== Saved data entries ==
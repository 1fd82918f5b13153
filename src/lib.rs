//! Compiler core of a RISC-V to x86-64 dynamic binary translator.
//!
//! Guest basic blocks are decoded elsewhere and arrive as
//! [`riscv::BasicBlock`]s. The [`frontend`] lifts them into a typed value
//! graph ([`ir`]) where side effects hang off a threaded memory token. The
//! [`ir_passes`] pipeline then eliminates redundant register traffic,
//! folds and hash-conses pure nodes, and pairs each block with its
//! terminator, before garbage collection trims the graph for the host
//! backend. The [`dbt`] runtime caches translations in a direct-mapped hot
//! cache backed by full maps of code buffers and graphs, and [`eval`] can
//! interpret a finalized graph directly when running native code is not an
//! option.

pub mod context;
pub mod dbt;
pub mod eval;
pub mod frontend;
pub mod ir;
pub mod ir_passes;
pub mod multiset;
pub mod riscv;

pub use context::{CpuContext, REG_COUNT, REG_INSTRET, REG_PC};
pub use dbt::{BlockDecoder, BlockFn, CodeBuffer, HostBackend, Options, Runtime};
pub use ir::{Builder, Graph, Opcode, Type, Value};

#[cfg(test)]
mod tests {
    use super::*;
    use crate::eval::{Evaluator, Machine};
    use crate::ir_passes::{self, BlockMarker, LocalValueNumbering, RegisterAccessElimination};
    use crate::riscv::{BasicBlock, GuestOp, Inst};
    use std::collections::HashMap;

    /// Byte-addressed sparse guest memory; `emulate` bumps a counter and
    /// writes a sentinel into a10 so tests can observe the callback.
    #[derive(Default)]
    struct FlatMemory {
        mem: HashMap<u64, u8>,
        emulated: Vec<u64>,
    }

    impl FlatMemory {
        fn read(&mut self, addr: u64, len: u64) -> u64 {
            let mut out = 0u64;
            for i in 0..len {
                out |= (*self.mem.entry(addr + i).or_insert(0) as u64) << (8 * i);
            }
            out
        }

        fn write(&mut self, addr: u64, len: u64, value: u64) {
            for i in 0..len {
                self.mem.insert(addr + i, (value >> (8 * i)) as u8);
            }
        }
    }

    impl Machine for FlatMemory {
        fn load_u8(&mut self, addr: u64) -> u8 {
            self.read(addr, 1) as u8
        }
        fn load_u16(&mut self, addr: u64) -> u16 {
            self.read(addr, 2) as u16
        }
        fn load_u32(&mut self, addr: u64) -> u32 {
            self.read(addr, 4) as u32
        }
        fn load_u64(&mut self, addr: u64) -> u64 {
            self.read(addr, 8)
        }
        fn store_u8(&mut self, addr: u64, value: u8) {
            self.write(addr, 1, value as u64)
        }
        fn store_u16(&mut self, addr: u64, value: u16) {
            self.write(addr, 2, value as u64)
        }
        fn store_u32(&mut self, addr: u64, value: u32) {
            self.write(addr, 4, value as u64)
        }
        fn store_u64(&mut self, addr: u64, value: u64) {
            self.write(addr, 8, value)
        }
        fn emulate(&mut self, ctx: &mut CpuContext, raw: u64) {
            self.emulated.push(raw);
            ctx.set_reg(10, 0xAAAA);
        }
    }

    /// Lift and run the full optimization pipeline, as the cache miss path
    /// does.
    fn translate(block: &BasicBlock) -> Graph {
        let mut graph = frontend::lift(block, false);
        let mut rae = RegisterAccessElimination::new(REG_COUNT);
        ir_passes::run(&mut graph, &mut rae);
        let mut lvn = LocalValueNumbering::new();
        ir_passes::run(&mut graph, &mut lvn);
        let mut marker = BlockMarker::default();
        ir_passes::run(&mut graph, &mut marker);
        graph.garbage_collect();
        graph
    }

    fn execute(graph: &mut Graph, ctx: &mut CpuContext) -> FlatMemory {
        let mut machine = FlatMemory::default();
        Evaluator::new(ctx, &mut machine).run(graph);
        machine
    }

    fn count_op(graph: &Graph, opcode: Opcode) -> usize {
        graph.iter().filter(|(_, n)| n.opcode() == opcode).count()
    }

    #[test]
    fn addi_block_translates_to_a_single_constant_store() {
        // addi x1, x0, 5
        let block = BasicBlock::new(0x1000, vec![Inst::new(GuestOp::Addi, 1, 0, 0, 5)]);
        let mut graph = translate(&block);

        // x0 is a constant, so no register load except pc/instret, and the
        // stored value folds to the immediate.
        for (_, node) in graph.iter() {
            if node.opcode() == Opcode::LoadRegister {
                assert!(node.attr().word() >= REG_PC as u64);
            }
        }
        let store1 = graph
            .iter()
            .find(|(_, n)| n.opcode() == Opcode::StoreRegister && n.attr().word() == 1)
            .map(|(id, _)| id)
            .unwrap();
        assert_eq!(graph.node(store1).operand(1).const_value(&graph), 5);

        let mut ctx = CpuContext::new();
        ctx.pc = 0x1000;
        ctx.instret = 100;
        execute(&mut graph, &mut ctx);
        assert_eq!(ctx.reg(1), 5);
        assert_eq!(ctx.pc, 0x1004);
        assert_eq!(ctx.instret, 101);
    }

    #[test]
    fn overwritten_store_leaves_a_single_store() {
        // addi x1, x0, 3; addi x1, x0, 4
        let block = BasicBlock::new(
            0x1000,
            vec![
                Inst::new(GuestOp::Addi, 1, 0, 0, 3),
                Inst::new(GuestOp::Addi, 1, 0, 0, 4),
            ],
        );
        let mut graph = translate(&block);

        let stores: Vec<u64> = graph
            .iter()
            .filter(|(_, n)| n.opcode() == Opcode::StoreRegister && n.attr().word() == 1)
            .map(|(_, n)| n.operand(1).const_value(&graph))
            .collect();
        assert_eq!(stores, vec![4], "only the second store survives");

        let mut ctx = CpuContext::new();
        ctx.pc = 0x1000;
        execute(&mut graph, &mut ctx);
        assert_eq!(ctx.reg(1), 4);
        assert_eq!(ctx.pc, 0x1008);
    }

    #[test]
    fn emulate_barrier_keeps_both_stores() {
        // addi x1, x0, 3; <unknown>; addi x1, x0, 4
        let block = BasicBlock::new(
            0x1000,
            vec![
                Inst::new(GuestOp::Addi, 1, 0, 0, 3),
                Inst::new(GuestOp::Unknown, 0, 0, 0, 0).with_raw(0xffff_ffff),
                Inst::new(GuestOp::Addi, 1, 0, 0, 4),
            ],
        );
        let mut graph = translate(&block);

        let store_count = graph
            .iter()
            .filter(|(_, n)| n.opcode() == Opcode::StoreRegister && n.attr().word() == 1)
            .count();
        assert_eq!(store_count, 2, "the interpreter may observe the first store");
        assert_eq!(count_op(&graph, Opcode::Emulate), 1);

        let mut ctx = CpuContext::new();
        ctx.pc = 0x1000;
        let machine = execute(&mut graph, &mut ctx);
        assert_eq!(machine.emulated, vec![0xffff_ffff]);
        assert_eq!(ctx.reg(1), 4);
    }

    #[test]
    fn identical_expressions_are_computed_once() {
        // add x3, x1, x2; add x4, x1, x2
        let block = BasicBlock::new(
            0x1000,
            vec![
                Inst::new(GuestOp::Add, 3, 1, 2, 0),
                Inst::new(GuestOp::Add, 4, 1, 2, 0),
            ],
        );
        let mut graph = translate(&block);

        // One load per source register, one shared add.
        let gpr_loads = graph
            .iter()
            .filter(|(_, n)| {
                n.opcode() == Opcode::LoadRegister && n.attr().word() < REG_PC as u64
            })
            .count();
        assert_eq!(gpr_loads, 2);
        // pc update, instret update, and the one shared guest add.
        assert_eq!(count_op(&graph, Opcode::Add), 3);
        let stores: Vec<Value> = graph
            .iter()
            .filter(|(_, n)| {
                n.opcode() == Opcode::StoreRegister && matches!(n.attr().word(), 3 | 4)
            })
            .map(|(_, n)| n.operand(1))
            .collect();
        assert_eq!(stores[0], stores[1], "both stores read the same node");

        let mut ctx = CpuContext::new();
        ctx.pc = 0x1000;
        ctx.set_reg(1, 30);
        ctx.set_reg(2, 12);
        execute(&mut graph, &mut ctx);
        assert_eq!(ctx.reg(3), 42);
        assert_eq!(ctx.reg(4), 42);
    }

    #[test]
    fn taken_and_untaken_branches_update_pc() {
        // beq x1, x2, +0x20
        let block = BasicBlock::new(0x1000, vec![Inst::new(GuestOp::Beq, 0, 1, 2, 0x20)]);
        let mut graph = translate(&block);

        let mut ctx = CpuContext::new();
        ctx.pc = 0x1000;
        ctx.set_reg(1, 7);
        ctx.set_reg(2, 7);
        execute(&mut graph, &mut ctx);
        assert_eq!(ctx.pc, 0x1020, "taken branch jumps to the target");

        let mut graph = translate(&block);
        let mut ctx = CpuContext::new();
        ctx.pc = 0x1000;
        ctx.set_reg(1, 7);
        ctx.set_reg(2, 8);
        execute(&mut graph, &mut ctx);
        assert_eq!(ctx.pc, 0x1004, "untaken branch falls through");
    }

    #[test]
    fn memory_round_trip_through_translated_block() {
        // sw x1, 0(x2); lw x3, 0(x2)
        let block = BasicBlock::new(
            0x1000,
            vec![
                Inst::new(GuestOp::Sw, 0, 2, 1, 0),
                Inst::new(GuestOp::Lw, 3, 2, 0, 0),
            ],
        );
        let mut graph = translate(&block);

        let mut ctx = CpuContext::new();
        ctx.pc = 0x1000;
        ctx.set_reg(1, 0xFFFF_FFFF_8000_0001);
        ctx.set_reg(2, 0x4000);
        let machine = execute(&mut graph, &mut ctx);
        assert_eq!(ctx.reg(3), 0xFFFF_FFFF_8000_0001);
        assert_eq!(machine.mem.len(), 4);
    }

    #[test]
    fn loaded_word_arithmetic_matches_rv64_semantics() {
        // lw x1, 0(x2); addiw x1, x1, 1
        let block = BasicBlock::new(
            0x1000,
            vec![
                Inst::new(GuestOp::Lw, 1, 2, 0, 0),
                Inst::new(GuestOp::Addiw, 1, 1, 0, 1),
            ],
        );
        let mut graph = translate(&block);

        let mut ctx = CpuContext::new();
        ctx.pc = 0x1000;
        ctx.set_reg(2, 0x4000);
        let mut machine = FlatMemory::default();
        machine.write(0x4000, 4, 0x7FFF_FFFF);
        Evaluator::new(&mut ctx, &mut machine).run(&mut graph);
        // 0x7FFFFFFF + 1 wraps to i32 min, sign-extended.
        assert_eq!(ctx.reg(1), 0xFFFF_FFFF_8000_0000);
    }

    #[test]
    fn every_side_effect_keeps_its_memory_token_after_the_pipeline() {
        let block = BasicBlock::new(
            0x1000,
            vec![
                Inst::new(GuestOp::Addi, 1, 0, 0, 3),
                Inst::new(GuestOp::Sw, 0, 2, 1, 0),
                Inst::new(GuestOp::Fence, 0, 0, 0, 0),
                Inst::new(GuestOp::Lw, 3, 2, 0, 0),
                Inst::new(GuestOp::Unknown, 0, 0, 0, 0),
                Inst::new(GuestOp::Add, 4, 3, 1, 0),
            ],
        );
        let graph = translate(&block);
        for (id, node) in graph.iter() {
            if node.opcode().has_side_effect() {
                assert_eq!(
                    node.operand(0).ty(&graph),
                    Type::Memory,
                    "side-effecting node {id:?} lost its memory token"
                );
            }
        }
    }
}
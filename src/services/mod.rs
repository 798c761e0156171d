pub mod notifier;
pub use notifier::{Notifier, SmtpNotifier};

pub mod token;
pub use token::TokenService;

pub mod takeout;
pub use takeout::{StoreTakeoutService, TakeoutData, TakeoutError, TakeoutImage, TakeoutService};

pub mod wipeout;
pub use wipeout::{StoreWipeoutService, WipeoutError, WipeoutService};
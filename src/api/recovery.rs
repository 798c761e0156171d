//! Password recovery and email confirmation.
//!
//! Both flows hand out a single-use token by email and complete by resolving
//! that token back to a user. Recovery requests for unknown emails return the
//! same empty success as known ones so the endpoint cannot be used to probe
//! which addresses have accounts.

use axum::{
    Json,
    extract::{Path, State},
};
use std::sync::Arc;

use super::{ApiError, ApiResponse, AppState, EmptyAck, PasswordResetRequest, RecoveryRequest};

/// POST /account/password-recovery
pub async fn request_password_recovery(
    State(state): State<Arc<AppState>>,
    Json(payload): Json<RecoveryRequest>,
) -> Result<Json<ApiResponse<EmptyAck>>, ApiError> {
    let email = payload.email.unwrap_or_default();

    let Some(settings) = state.store().get_by_email(&email).await? else {
        // Indistinguishable from the success path.
        return Ok(Json(ApiResponse::success(EmptyAck {})));
    };

    let token = state.tokens().issue(&settings.id).await?;
    let site_url = state.config().read().await.mail.site_url.clone();
    let link = format!("{site_url}/password_recovery?token={token}");

    state
        .notifier()
        .send(
            &[email],
            "Password recovery",
            &link,
            &format!("<a href=\"{link}\">{link}</a>"),
        )
        .await;

    Ok(Json(ApiResponse::success(EmptyAck {})))
}

/// POST /account/password-recovery/{token}
pub async fn complete_password_recovery(
    State(state): State<Arc<AppState>>,
    Path(token): Path<String>,
    Json(payload): Json<PasswordResetRequest>,
) -> Result<Json<ApiResponse<EmptyAck>>, ApiError> {
    let password = payload
        .password
        .as_deref()
        .filter(|p| !p.is_empty())
        .ok_or_else(|| ApiError::validation("A password must be provided."))?;

    let settings = state
        .tokens()
        .resolve(&token)
        .await?
        .ok_or(ApiError::InvalidToken)?;

    let security = state.config().read().await.security.clone();
    state
        .store()
        .hash_and_store_password(&settings.id, password, &security)
        .await?;
    state.tokens().consume(&settings.id).await?;

    Ok(Json(ApiResponse::success(EmptyAck {})))
}

/// POST /account/email-confirm
pub async fn request_email_confirmation(
    State(state): State<Arc<AppState>>,
    Json(payload): Json<RecoveryRequest>,
) -> Result<Json<ApiResponse<EmptyAck>>, ApiError> {
    let email = payload.email.unwrap_or_default();

    let Some(settings) = state.store().get_by_email(&email).await? else {
        return Ok(Json(ApiResponse::success(EmptyAck {})));
    };

    if settings.email_confirmed {
        return Err(ApiError::validation("Email already confirmed"));
    }

    let token = state.tokens().issue(&settings.id).await?;
    let site_url = state.config().read().await.mail.site_url.clone();
    let link = format!("{site_url}/email_confirm?token={token}");

    state
        .notifier()
        .send(
            &[email],
            "Registration confirmation",
            &link,
            &format!("<a href=\"{link}\">{link}</a>"),
        )
        .await;

    Ok(Json(ApiResponse::success(EmptyAck {})))
}

/// POST /account/email-confirm/{token}
pub async fn complete_email_confirmation(
    State(state): State<Arc<AppState>>,
    Path(token): Path<String>,
) -> Result<Json<ApiResponse<EmptyAck>>, ApiError> {
    let settings = state
        .tokens()
        .resolve(&token)
        .await?
        .ok_or(ApiError::InvalidToken)?;

    state.store().confirm_email(&settings.id).await?;
    state.tokens().consume(&settings.id).await?;

    Ok(Json(ApiResponse::success(EmptyAck {})))
}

== About this task ==
Give again, exactly as written, the lines running from the first line of the data above through the line that contains "pub mod riscv;".

== Finished exercise ==
repository 1fd82918f5b13153
filename src/lib.rs
//! Compiler core of a RISC-V to x86-64 dynamic binary translator.
//!
//! Guest basic blocks are decoded elsewhere and arrive as
//! [`riscv::BasicBlock`]s. The [`frontend`] lifts them into a typed value
//! graph ([`ir`]) where side effects hang off a threaded memory token. The
//! [`ir_passes`] pipeline then eliminates redundant register traffic,
//! folds and hash-conses pure nodes, and pairs each block with its
//! terminator, before garbage collection trims the graph for the host
//! backend. The [`dbt`] runtime caches translations in a direct-mapped hot
//! cache backed by full maps of code buffers and graphs, and [`eval`] can
//! interpret a finalized graph directly when running native code is not an
//! option.

pub mod context;
pub mod dbt;
pub mod eval;
pub mod frontend;
pub mod ir;
pub mod ir_passes;
pub mod multiset;
pub mod riscv;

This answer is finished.